A tear-jerker of a true story about a man trying to reunite with his estranged family, Lion has been a definite crowd pleaser since first premiering at TIFF in September. Its not uncommon to see The Weinstein Company have a major player in the race, and here, they have selected a film that boasts strong emotions, powerful performances, and an especially moving score. Coming from first-time feature director Garth Davis, the film has been especially lauded in its message of love and belonging that tends to go over well with Oscar voters. While Lion is currently the BP nominee with the smallest box office gross behind it, that could change in the next few weeks as more people come out to see it, in turn changing the direction of the conversation and really allowing for an underdog story to take the biggest prize in Hollywood.
- Rob Trench

 

Manchester by the Sea

Devastating.

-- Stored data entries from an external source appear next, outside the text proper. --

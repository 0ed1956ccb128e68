use serde::{Deserialize, Serialize};
use utoipa::ToSchema;

#[derive(Debug, Serialize, Deserialize, ToSchema)]
pub struct PaginationParams {
    pub page: Option<u32>,
    pub limit: Option<u32>,
}

#[derive(Debug, Serialize, Deserialize, ToSchema)]
pub struct PaginationInfo {
    pub page: u32,
    pub limit: u32,
    pub total: i64,
    pub total_pages: u32,
}

impl PaginationParams {
    pub fn new(page: Option<u32>, limit: Option<u32>) -> Self {
        Self { page, limit }
    }

    pub fn get_page(&self) -> u32 {
        self.page.unwrap_or(1).max(1)
    }

    pub fn get_limit(&self) -> u32 {
        self.limit.unwrap_or(10).clamp(1, 100)
    }

    pub fn get_offset(&self) -> u32 {
        (self.get_page() - 1) * self.get_limit()
    }
}

impl PaginationInfo {
    pub fn new(page: u32, limit: u32, total: i64) -> Self {
        let total_pages = if total == 0 {
            1
        } else {
            ((total as f64) / (limit as f64)).ceil() as u32
        };

        Self {
            page,
            limit,
            total,
            total_pages,
        }
    }
}

#[cfg(test)]
mod tests {
    use super::*;

    #[test]
    fn test_pagination_params() {
        let params = PaginationParams::new(Some(3), Some(10));
        assert_eq!(params.get_page(), 3);
        assert_eq!(params.get_limit(), 10);
        assert_eq!(params.get_offset(), 20);
    }

    #[test]
    fn test_pagination_params_defaults() {
        let params = PaginationParams::new(None, None);
        assert_eq!(params.get_page(), 1);
        assert_eq!(params.get_limit(), 10);
        assert_eq!(params.get_offset(), 0);
    }

    #[test]
    fn test_pagination_info() {
        let info = PaginationInfo::new(2, 10, 25);
        assert_eq!(info.total_pages, 3);

        let empty = PaginationInfo::new(1, 10, 0);
        assert_eq!(empty.total_pages, 1);
    }
}
use crate::entities::{lesson_entity, LessonStatus, LessonType, Subject};
use crate::models::student::StudentBrief;
use crate::utils::pagination::PaginationInfo;
use chrono::{DateTime, Utc};
use serde::{Deserialize, Serialize};
use utoipa::ToSchema;
use uuid::Uuid;

#[derive(Debug, Clone, Serialize, Deserialize, ToSchema)]
pub struct CreateLessonRequest {
    pub subject: Subject,
    pub lesson_type: LessonType,
    pub description: Option<String>,
    pub start_time: DateTime<Utc>,
    pub end_time: DateTime<Utc>,
    /// 不填则回退到学生的默认课时费
    pub price: Option<f64>,
    pub student_id: Uuid,
    pub homework: Option<String>,
    pub notes: Option<String>,
    /// 按周重复，向后生成 3 个月
    #[serde(default)]
    pub is_recurring: bool,
}

#[derive(Debug, Serialize, Deserialize, ToSchema)]
pub struct UpdateLessonRequest {
    pub description: Option<String>,
    pub start_time: Option<DateTime<Utc>>,
    pub end_time: Option<DateTime<Utc>>,
    pub price: Option<f64>,
    pub is_paid: Option<bool>,
    pub homework: Option<String>,
    pub notes: Option<String>,
    /// 课程评分 1-5
    pub grade: Option<i32>,
}

#[derive(Debug, Serialize, Deserialize, ToSchema)]
pub struct RescheduleLessonRequest {
    pub start_time: DateTime<Utc>,
    pub end_time: DateTime<Utc>,
}

#[derive(Debug, Default, Serialize, Deserialize, ToSchema)]
pub struct DeleteLessonRequest {
    /// 同一系列中此课程之后（含本课）的未完成课程一并删除
    #[serde(default)]
    pub delete_all_future: bool,
}

#[derive(Debug, Serialize, Deserialize, ToSchema)]
pub struct LessonQuery {
    pub start_date: Option<DateTime<Utc>>,
    pub end_date: Option<DateTime<Utc>>,
    pub student_id: Option<Uuid>,
    /// 逗号分隔的状态列表，如 "SCHEDULED,RESCHEDULED"
    pub status: Option<String>,
    pub page: Option<u32>,
    pub limit: Option<u32>,
}

#[derive(Debug, Serialize, Deserialize, ToSchema)]
pub struct LessonResponse {
    pub id: Uuid,
    pub subject: Subject,
    pub lesson_type: LessonType,
    pub description: Option<String>,
    pub start_time: DateTime<Utc>,
    pub end_time: DateTime<Utc>,
    pub price: Option<f64>,
    pub is_paid: bool,
    pub status: LessonStatus,
    pub is_recurring: bool,
    pub series_id: Option<Uuid>,
    pub homework: Option<String>,
    pub notes: Option<String>,
    pub grade: Option<i32>,
    pub student_id: Uuid,
    #[serde(skip_serializing_if = "Option::is_none")]
    pub student: Option<StudentBrief>,
    pub created_at: Option<DateTime<Utc>>,
}

#[derive(Debug, Serialize, Deserialize, ToSchema)]
pub struct LessonListResponse {
    pub lessons: Vec<LessonResponse>,
    pub pagination: PaginationInfo,
}

#[derive(Debug, Serialize, Deserialize, ToSchema)]
pub struct CreateLessonResponse {
    pub lesson: LessonResponse,
    /// 本次请求实际创建的课程数（规律课程可能因冲突少于计划数）
    pub created_count: u64,
}

impl From<lesson_entity::Model> for LessonResponse {
    fn from(lesson: lesson_entity::Model) -> Self {
        Self {
            id: lesson.id,
            subject: lesson.subject,
            lesson_type: lesson.lesson_type,
            description: lesson.description,
            start_time: lesson.start_time,
            end_time: lesson.end_time,
            price: lesson.price,
            is_paid: lesson.is_paid,
            status: lesson.status,
            is_recurring: lesson.is_recurring,
            series_id: lesson.series_id,
            homework: lesson.homework,
            notes: lesson.notes,
            grade: lesson.grade,
            student_id: lesson.student_id,
            student: None,
            created_at: lesson.created_at,
        }
    }
}

impl LessonResponse {
    pub fn with_student(mut self, student: StudentBrief) -> Self {
        self.student = Some(student);
        self
    }
}
pub mod auth_service;
pub mod lesson_service;
pub mod recurring_service;
pub mod statistics_service;
pub mod status_service;
pub mod student_service;
pub mod tutor_locks;

pub use auth_service::AuthService;
pub use lesson_service::LessonService;
pub use recurring_service::RecurringService;
pub use statistics_service::StatisticsService;
pub use status_service::{StatusService, SweepOutcome};
pub use student_service::StudentService;
pub use tutor_locks::TutorLocks;
pub mod common;
pub mod lesson;
pub mod statistics;
pub mod student;
pub mod user;

pub use common::*;
pub use lesson::*;
pub use statistics::*;
pub use student::*;
pub use user::*;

That’s one word for Kenneth Lonergan’s Manchester by the Sea. A film of great personal tragedy and a life left in shambles, Manchester by the Sea is one of the most realistic dealing with grief to come along in years. It’s been nominated for six Oscars this year, and rightfully so. It’s a personal picture but also a universal one, as the sequence of events could easily happen to anyone of us. This could easily win Best Picture, having all the hallmarks; assured direction, powerhouse performances, and a delicate screenplay that isn’t afraid to pull any punches. It's a film that hits hard and keeps hitting until the credits roll, with almost no missteps along the way. It’s modern, and yet has an old-school feel to the character study, with Casey Affleck giving the performance of his life. You feel for this character even though he’s such a closed off individual with no obvious urge to help himself. The audience roots for him to make it out in one piece, and I have a feeling the Academy will do the same.
- Matt Curione

 

Moonlight

The breakout hit and (currently) the most awarded film of 2016, Moonlight made a huge splash in the awards season after premiering at Telluride and has continued its momentum all the way ever since - giving studio A24 one of its biggest hits and making director Barry Jenkins a name to watch. With 8 Oscar nominations - a surprising feat given that just months ago it was questionable whether the AMPAS would look favourably towards it, Moonlight is the second most nominated film this year after La La Land, and stands to be one of the greatest competitors for Best Picture. But its entirely deserving of the award for being a tour-de-force examination of black and LGBT issues told in exquisite fashion, and is the kind of film of focused around the margins of society that we need more of in cinema today. Such a win could increase the chances of seeing more narratives like Moonlight get produced, making it a win for millions of people everywhere.